# Your assignment
Tell how many lines in the data below hold the string "impl"; give nothing but the number.

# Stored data

------------------------

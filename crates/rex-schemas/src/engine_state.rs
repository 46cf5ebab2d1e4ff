use serde::{Deserialize, Serialize};

/// Process-wide, single-writer state. Only the scheduler ever mutates this.
#[derive(Debug, Clone, Copy, PartialEq, Eq, Serialize, Deserialize)]
pub enum EngineState {
    Running,
    PausedPriceFeed,
    PausedSolReserve,
    PausedExecErrors,
    Stopped,
}

impl EngineState {
    pub fn is_running(&self) -> bool {
        matches!(self, EngineState::Running)
    }
}
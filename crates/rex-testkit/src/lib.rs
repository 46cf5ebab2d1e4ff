//! Deterministic test doubles shared across the workspace's scenario tests:
//! an in-memory `ChainClient`, a scriptable `AggregatorClient`, and a
//! fixed-price `PriceFeed`. Production code never depends on this crate.

pub mod mock_aggregator;
pub mod mock_chain;
pub mod mock_price_feed;

pub use mock_aggregator::{dummy_unsigned_tx_bytes, sample_quote, MockAggregatorClient};
pub use mock_chain::MockChainClient;
pub use mock_price_feed::MockPriceFeed;
//! Orchestrates a single trade intent end-to-end: ladder → quote → build →
//! submit → (reconcile) → state transition. This is the only place that
//! strings together AggregatorClient, TxExecutor, Reconciler, and
//! PairStateMachine for a single BUY or SELL.

use std::sync::Arc;

use rex_aggregator::AggregatorClient;
use rex_chain::ChainClient;
use rex_schemas::{FailureKind, InflightHandle, InflightIntent, Pair, Side, TxOutcome, TxResult};

use crate::ladder::AttemptLadder;
use crate::reconciler::{ReconcileVerdict, Reconciler};
use crate::state_machine::{PairStateMachine, TransitionEffect};
use crate::tx_executor::TxExecutor;

#[derive(Debug, Clone, PartialEq, Eq)]
pub enum CoordinatorOutcome {
    Success,
    Failure(FailureKind),
    Unknown,
}

pub struct ExecutionCoordinator<C: ChainClient + ?Sized> {
    aggregator: Arc<dyn AggregatorClient>,
    executor: Arc<TxExecutor<C>>,
    reconciler: Arc<Reconciler<C>>,
    ladder: AttemptLadder,
    max_price_impact_bps: u32,
    user_address: String,
}

impl<C: ChainClient + ?Sized> ExecutionCoordinator<C> {
    pub fn new(
        aggregator: Arc<dyn AggregatorClient>,
        executor: Arc<TxExecutor<C>>,
        reconciler: Arc<Reconciler<C>>,
        ladder: AttemptLadder,
        max_price_impact_bps: u32,
        user_address: String,
    ) -> Self {
        Self { aggregator, executor, reconciler, ladder, max_price_impact_bps, user_address }
    }

    /// Runs one trade intent through the full ladder. `state_machine` is
    /// mutated in place: inflight markers are set before each submission and
    /// the resolved transition is applied before returning.
    pub async fn execute_intent(
        &self,
        state_machine: &mut PairStateMachine,
        pair: &Pair,
        side: Side,
        amount_in_smallest_unit: u64,
        chain: &Arc<C>,
    ) -> CoordinatorOutcome {
        let (input_mint, output_mint) = match side {
            Side::Buy => (pair.quote_mint.as_str(), pair.base_mint.as_str()),
            Side::Sell => (pair.base_mint.as_str(), pair.quote_mint.as_str()),
        };

        for attempt in 1..=self.ladder.max_attempts() {
            let rung = self.ladder.rung(attempt);

            let quote = self.aggregator.quote(input_mint, output_mint, amount_in_smallest_unit, rung.slippage_bps).await;
            let quote = match quote {
                Some(q) => q,
                None => {
                    tracing::debug!(attempt, pair = %pair.identity(), "quote unavailable, consuming attempt");
                    continue;
                }
            };

            if quote.price_impact_bps > self.max_price_impact_bps {
                tracing::warn!(
                    pair = %pair.identity(),
                    price_impact_bps = quote.price_impact_bps,
                    "price impact exceeds cap, definite failure"
                );
                return CoordinatorOutcome::Failure(FailureKind::PriceImpact);
            }

            let tx_bytes = self.aggregator.build_swap(&quote, &self.user_address, rung.priority_fee).await;
            let tx_bytes = match tx_bytes {
                Some(b) => b,
                None => {
                    tracing::debug!(attempt, pair = %pair.identity(), "swap build failed, consuming attempt");
                    continue;
                }
            };

            state_machine.mark_inflight(&pair.identity(), side, InflightHandle::Pending);

            let pre_balance_token = chain.get_token_balance(pair.base_mint.as_str()).await.unwrap_or(0);
            let pre_balance_quote = chain.get_token_balance(pair.quote_mint.as_str()).await.unwrap_or(0);
            let expected_base_delta: i64 = match side {
                Side::Buy => quote.out_amount as i64,
                Side::Sell => -(quote.in_amount as i64),
            };
            let mut intent = InflightIntent::new(pair.identity(), side, expected_base_delta, pre_balance_token, pre_balance_quote, chrono::Utc::now());

            let result: TxResult = self.executor.execute(&tx_bytes).await;

            if let Some(sig) = result.signature.clone() {
                intent.signature = Some(sig.clone());
                state_machine.mark_inflight(&pair.identity(), side, InflightHandle::Signature(sig));
            }

            match result.outcome {
                TxOutcome::Success => {
                    let (entry_price, size_base) = self.derive_position_fields(side, &result, pair, &quote);
                    state_machine.apply_outcome(&pair.identity(), side, &intent.intent_id.to_string(), TxOutcome::Success, entry_price, size_base, chrono::Utc::now());
                    return CoordinatorOutcome::Success;
                }
                TxOutcome::Failure => {
                    state_machine.clear_inflight(&pair.identity(), side);
                    let kind = result.failure_kind.unwrap_or(FailureKind::Unknown);
                    state_machine.apply_outcome(&pair.identity(), side, &intent.intent_id.to_string(), TxOutcome::Failure, None, None, chrono::Utc::now());
                    tracing::warn!(attempt, ?kind, "definite failure, consuming attempt");
                    continue;
                }
                TxOutcome::Unknown => {
                    let verdict = self.reconciler.reconcile(&intent, pair.base_mint.as_str(), pair.quote_mint.as_str()).await;
                    match verdict {
                        ReconcileVerdict::Success { observed_base_delta } => {
                            let (entry_price, size_base) = self.derive_reconciled_fields(side, pair, &quote, observed_base_delta);
                            state_machine.apply_outcome(&pair.identity(), side, &intent.intent_id.to_string(), TxOutcome::Success, entry_price, size_base, chrono::Utc::now());
                            return CoordinatorOutcome::Success;
                        }
                        ReconcileVerdict::Failure => {
                            state_machine.clear_inflight(&pair.identity(), side);
                            state_machine.apply_outcome(&pair.identity(), side, &intent.intent_id.to_string(), TxOutcome::Failure, None, None, chrono::Utc::now());
                            tracing::info!(attempt, "reconciled to failure, consuming attempt");
                            continue;
                        }
                        ReconcileVerdict::StillUnresolved => {
                            // inflight handle stays set; ladder does not advance.
                            state_machine.preserve_pending_intent(&pair.identity(), side, intent.clone());
                            return CoordinatorOutcome::Unknown;
                        }
                    }
                }
            }
        }

        state_machine.clear_inflight(&pair.identity(), side);
        tracing::warn!(pair = %pair.identity(), ?side, "attempt ladder exhausted");
        CoordinatorOutcome::Failure(FailureKind::Unknown)
    }

    fn derive_position_fields(&self, side: Side, result: &TxResult, pair: &Pair, quote: &rex_aggregator::Quote) -> (Option<f64>, Option<i64>) {
        match side {
            Side::Buy => (price_from_quote(pair, quote), Some(quote.out_amount as i64)),
            Side::Sell => {
                let _ = result;
                (None, None)
            }
        }
    }

    /// On a reconciled (rather than confirmed) fill, `size_base` is taken
    /// from the observed balance delta, never from the originally requested
    /// amount — a late fill can land for less (or more, with positive
    /// slippage) than quoted.
    fn derive_reconciled_fields(&self, side: Side, pair: &Pair, quote: &rex_aggregator::Quote, observed_base_delta: i64) -> (Option<f64>, Option<i64>) {
        match side {
            Side::Buy => (price_from_quote(pair, quote), Some(observed_base_delta)),
            Side::Sell => (None, None),
        }
    }
}

/// Converts the quote's smallest-unit amounts into a human-scale price,
/// adjusting for each side's decimals: `(in/10^quote_dec) / (out/10^base_dec)`.
fn price_from_quote(pair: &Pair, quote: &rex_aggregator::Quote) -> Option<f64> {
    if quote.out_amount == 0 {
        return None;
    }
    let in_scaled = quote.in_amount as f64 / 10f64.powi(pair.quote_decimals as i32);
    let out_scaled = quote.out_amount as f64 / 10f64.powi(pair.base_decimals as i32);
    if out_scaled == 0.0 {
        return None;
    }
    Some(in_scaled / out_scaled)
}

------------------------

# Expected output
2